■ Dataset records
+-------+

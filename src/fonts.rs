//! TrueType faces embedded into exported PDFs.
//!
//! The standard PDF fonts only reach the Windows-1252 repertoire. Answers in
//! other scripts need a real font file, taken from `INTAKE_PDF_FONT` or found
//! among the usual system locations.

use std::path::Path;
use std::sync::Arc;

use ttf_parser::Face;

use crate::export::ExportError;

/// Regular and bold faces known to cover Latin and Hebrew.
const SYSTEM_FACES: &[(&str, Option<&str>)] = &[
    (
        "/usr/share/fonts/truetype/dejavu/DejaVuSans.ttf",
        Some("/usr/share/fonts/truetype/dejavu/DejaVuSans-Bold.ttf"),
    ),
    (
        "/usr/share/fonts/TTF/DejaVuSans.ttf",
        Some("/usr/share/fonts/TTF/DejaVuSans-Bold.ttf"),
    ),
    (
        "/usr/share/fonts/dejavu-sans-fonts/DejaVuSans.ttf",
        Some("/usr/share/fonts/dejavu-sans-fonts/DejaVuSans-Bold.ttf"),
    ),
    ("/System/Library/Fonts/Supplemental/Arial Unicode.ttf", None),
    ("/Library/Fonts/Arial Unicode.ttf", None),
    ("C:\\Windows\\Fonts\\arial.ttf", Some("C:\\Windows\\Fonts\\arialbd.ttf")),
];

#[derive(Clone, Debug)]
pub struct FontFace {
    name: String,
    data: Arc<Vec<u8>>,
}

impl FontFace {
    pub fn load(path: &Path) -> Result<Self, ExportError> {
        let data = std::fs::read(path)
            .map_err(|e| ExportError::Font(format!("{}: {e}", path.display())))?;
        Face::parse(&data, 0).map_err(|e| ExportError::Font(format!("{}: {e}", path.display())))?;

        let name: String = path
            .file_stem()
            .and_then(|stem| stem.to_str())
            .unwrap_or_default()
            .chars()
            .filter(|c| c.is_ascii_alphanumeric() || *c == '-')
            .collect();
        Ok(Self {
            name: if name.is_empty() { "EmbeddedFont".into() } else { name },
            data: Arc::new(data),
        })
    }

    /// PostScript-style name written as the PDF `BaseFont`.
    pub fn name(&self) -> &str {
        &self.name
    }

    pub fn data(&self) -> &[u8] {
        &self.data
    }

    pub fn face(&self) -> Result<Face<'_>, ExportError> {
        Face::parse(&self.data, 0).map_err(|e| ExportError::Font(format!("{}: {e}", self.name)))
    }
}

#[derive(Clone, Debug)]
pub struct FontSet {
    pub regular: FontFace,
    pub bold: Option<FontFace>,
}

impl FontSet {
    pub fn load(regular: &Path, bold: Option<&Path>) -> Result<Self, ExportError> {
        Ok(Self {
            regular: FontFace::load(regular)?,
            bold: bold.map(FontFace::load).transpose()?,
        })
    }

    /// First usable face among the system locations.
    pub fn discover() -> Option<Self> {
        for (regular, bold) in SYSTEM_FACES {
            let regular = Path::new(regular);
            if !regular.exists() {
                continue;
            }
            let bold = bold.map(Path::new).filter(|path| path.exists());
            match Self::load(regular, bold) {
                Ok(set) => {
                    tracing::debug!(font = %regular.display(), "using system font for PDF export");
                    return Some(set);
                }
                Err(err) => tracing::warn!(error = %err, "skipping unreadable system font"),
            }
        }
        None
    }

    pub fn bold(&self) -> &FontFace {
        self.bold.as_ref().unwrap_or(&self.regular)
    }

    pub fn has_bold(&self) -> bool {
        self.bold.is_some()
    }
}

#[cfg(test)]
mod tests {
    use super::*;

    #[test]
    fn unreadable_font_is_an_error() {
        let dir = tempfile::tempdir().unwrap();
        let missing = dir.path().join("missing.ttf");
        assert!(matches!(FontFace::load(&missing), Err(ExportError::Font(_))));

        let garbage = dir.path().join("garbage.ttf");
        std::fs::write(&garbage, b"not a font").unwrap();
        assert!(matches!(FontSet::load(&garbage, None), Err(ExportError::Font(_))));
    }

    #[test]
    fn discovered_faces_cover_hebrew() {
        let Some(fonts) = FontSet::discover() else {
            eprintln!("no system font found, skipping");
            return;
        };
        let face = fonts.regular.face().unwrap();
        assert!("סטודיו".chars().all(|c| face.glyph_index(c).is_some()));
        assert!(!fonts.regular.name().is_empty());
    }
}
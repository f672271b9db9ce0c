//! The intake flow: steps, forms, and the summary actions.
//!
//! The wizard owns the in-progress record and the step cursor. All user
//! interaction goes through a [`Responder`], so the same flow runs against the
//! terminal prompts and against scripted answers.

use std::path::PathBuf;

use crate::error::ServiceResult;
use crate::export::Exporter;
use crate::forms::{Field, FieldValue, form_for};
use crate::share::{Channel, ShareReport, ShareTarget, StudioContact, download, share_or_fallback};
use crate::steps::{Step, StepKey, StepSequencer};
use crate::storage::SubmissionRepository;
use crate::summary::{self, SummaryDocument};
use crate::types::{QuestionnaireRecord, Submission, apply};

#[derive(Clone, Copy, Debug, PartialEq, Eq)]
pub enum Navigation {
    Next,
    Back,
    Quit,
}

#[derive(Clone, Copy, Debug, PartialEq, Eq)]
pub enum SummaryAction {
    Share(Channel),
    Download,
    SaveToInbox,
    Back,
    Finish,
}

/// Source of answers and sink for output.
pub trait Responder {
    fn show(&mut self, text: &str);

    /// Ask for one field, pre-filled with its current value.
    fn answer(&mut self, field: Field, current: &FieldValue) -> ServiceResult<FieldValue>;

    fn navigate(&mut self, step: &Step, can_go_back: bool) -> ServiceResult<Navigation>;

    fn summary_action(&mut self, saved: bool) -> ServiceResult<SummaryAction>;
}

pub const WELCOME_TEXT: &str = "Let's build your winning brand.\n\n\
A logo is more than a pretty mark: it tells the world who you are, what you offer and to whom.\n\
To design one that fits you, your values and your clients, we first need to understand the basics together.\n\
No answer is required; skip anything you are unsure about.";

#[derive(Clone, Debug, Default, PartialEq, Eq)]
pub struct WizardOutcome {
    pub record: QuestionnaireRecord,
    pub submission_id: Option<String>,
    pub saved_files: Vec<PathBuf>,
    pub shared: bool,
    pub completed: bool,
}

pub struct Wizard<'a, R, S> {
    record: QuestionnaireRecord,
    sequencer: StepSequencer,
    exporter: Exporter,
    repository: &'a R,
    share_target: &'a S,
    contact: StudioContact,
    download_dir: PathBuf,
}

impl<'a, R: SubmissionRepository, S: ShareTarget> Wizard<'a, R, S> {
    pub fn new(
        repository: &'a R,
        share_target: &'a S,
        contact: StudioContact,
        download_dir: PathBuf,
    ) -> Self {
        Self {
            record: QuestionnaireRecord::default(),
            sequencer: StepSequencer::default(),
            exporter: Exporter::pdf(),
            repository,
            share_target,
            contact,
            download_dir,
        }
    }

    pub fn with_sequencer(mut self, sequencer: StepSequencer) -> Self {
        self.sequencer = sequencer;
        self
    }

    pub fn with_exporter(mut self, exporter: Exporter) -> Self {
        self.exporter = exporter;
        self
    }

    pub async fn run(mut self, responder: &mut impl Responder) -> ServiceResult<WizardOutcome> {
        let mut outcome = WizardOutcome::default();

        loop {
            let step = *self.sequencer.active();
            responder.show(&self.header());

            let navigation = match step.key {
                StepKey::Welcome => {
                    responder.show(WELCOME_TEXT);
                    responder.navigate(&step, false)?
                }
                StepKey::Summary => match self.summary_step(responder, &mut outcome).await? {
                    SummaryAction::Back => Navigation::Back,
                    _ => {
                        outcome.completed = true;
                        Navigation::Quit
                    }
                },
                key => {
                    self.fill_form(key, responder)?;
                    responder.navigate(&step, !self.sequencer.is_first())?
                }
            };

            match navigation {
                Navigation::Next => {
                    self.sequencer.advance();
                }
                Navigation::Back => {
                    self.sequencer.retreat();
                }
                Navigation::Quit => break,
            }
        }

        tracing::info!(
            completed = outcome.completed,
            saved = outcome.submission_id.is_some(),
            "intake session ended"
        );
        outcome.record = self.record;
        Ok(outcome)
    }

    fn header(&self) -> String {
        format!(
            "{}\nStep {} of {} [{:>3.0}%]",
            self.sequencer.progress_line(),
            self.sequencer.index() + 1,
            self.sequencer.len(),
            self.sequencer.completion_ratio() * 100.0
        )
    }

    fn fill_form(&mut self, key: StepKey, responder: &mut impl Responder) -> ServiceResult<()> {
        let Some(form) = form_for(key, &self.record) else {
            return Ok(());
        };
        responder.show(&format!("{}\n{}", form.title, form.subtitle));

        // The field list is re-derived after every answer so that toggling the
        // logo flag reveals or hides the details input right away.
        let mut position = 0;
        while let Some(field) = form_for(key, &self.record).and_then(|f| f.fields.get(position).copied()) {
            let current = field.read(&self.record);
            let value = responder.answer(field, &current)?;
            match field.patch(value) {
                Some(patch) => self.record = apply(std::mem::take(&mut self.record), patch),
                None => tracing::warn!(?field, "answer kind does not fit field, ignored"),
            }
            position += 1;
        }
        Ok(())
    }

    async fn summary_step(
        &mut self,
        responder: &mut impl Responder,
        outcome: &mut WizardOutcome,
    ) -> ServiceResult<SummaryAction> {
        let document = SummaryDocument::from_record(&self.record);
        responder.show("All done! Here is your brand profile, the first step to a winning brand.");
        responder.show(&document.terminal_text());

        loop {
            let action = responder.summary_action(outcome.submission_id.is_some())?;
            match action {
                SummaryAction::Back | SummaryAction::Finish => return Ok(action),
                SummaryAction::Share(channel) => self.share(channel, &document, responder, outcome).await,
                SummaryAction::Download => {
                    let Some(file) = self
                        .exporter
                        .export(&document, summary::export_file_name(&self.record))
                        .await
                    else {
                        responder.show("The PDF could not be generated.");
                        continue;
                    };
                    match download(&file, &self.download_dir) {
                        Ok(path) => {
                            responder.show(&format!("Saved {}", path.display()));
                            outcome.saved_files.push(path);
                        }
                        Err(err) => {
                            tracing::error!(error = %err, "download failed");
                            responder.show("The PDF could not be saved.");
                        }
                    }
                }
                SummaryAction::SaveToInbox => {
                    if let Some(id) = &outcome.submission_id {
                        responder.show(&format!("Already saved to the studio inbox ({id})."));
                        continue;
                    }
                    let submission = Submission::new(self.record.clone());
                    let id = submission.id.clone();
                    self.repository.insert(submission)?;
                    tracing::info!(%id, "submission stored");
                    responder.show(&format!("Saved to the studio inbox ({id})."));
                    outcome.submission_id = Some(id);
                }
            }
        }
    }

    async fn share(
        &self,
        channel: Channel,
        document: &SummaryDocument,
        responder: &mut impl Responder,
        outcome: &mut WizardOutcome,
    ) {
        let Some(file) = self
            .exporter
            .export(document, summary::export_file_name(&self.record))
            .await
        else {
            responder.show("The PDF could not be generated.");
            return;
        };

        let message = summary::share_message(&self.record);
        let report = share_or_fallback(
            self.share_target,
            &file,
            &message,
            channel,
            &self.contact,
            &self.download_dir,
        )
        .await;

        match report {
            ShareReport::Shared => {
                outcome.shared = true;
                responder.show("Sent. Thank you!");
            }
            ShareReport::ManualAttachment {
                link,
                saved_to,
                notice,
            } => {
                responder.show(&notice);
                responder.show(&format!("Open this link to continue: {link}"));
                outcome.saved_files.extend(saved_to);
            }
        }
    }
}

+-------+

■ Instructions to follow
I'd like the number of lines above that contain the word "enum", and nothing besides that number.

■ Solution to this exercise
2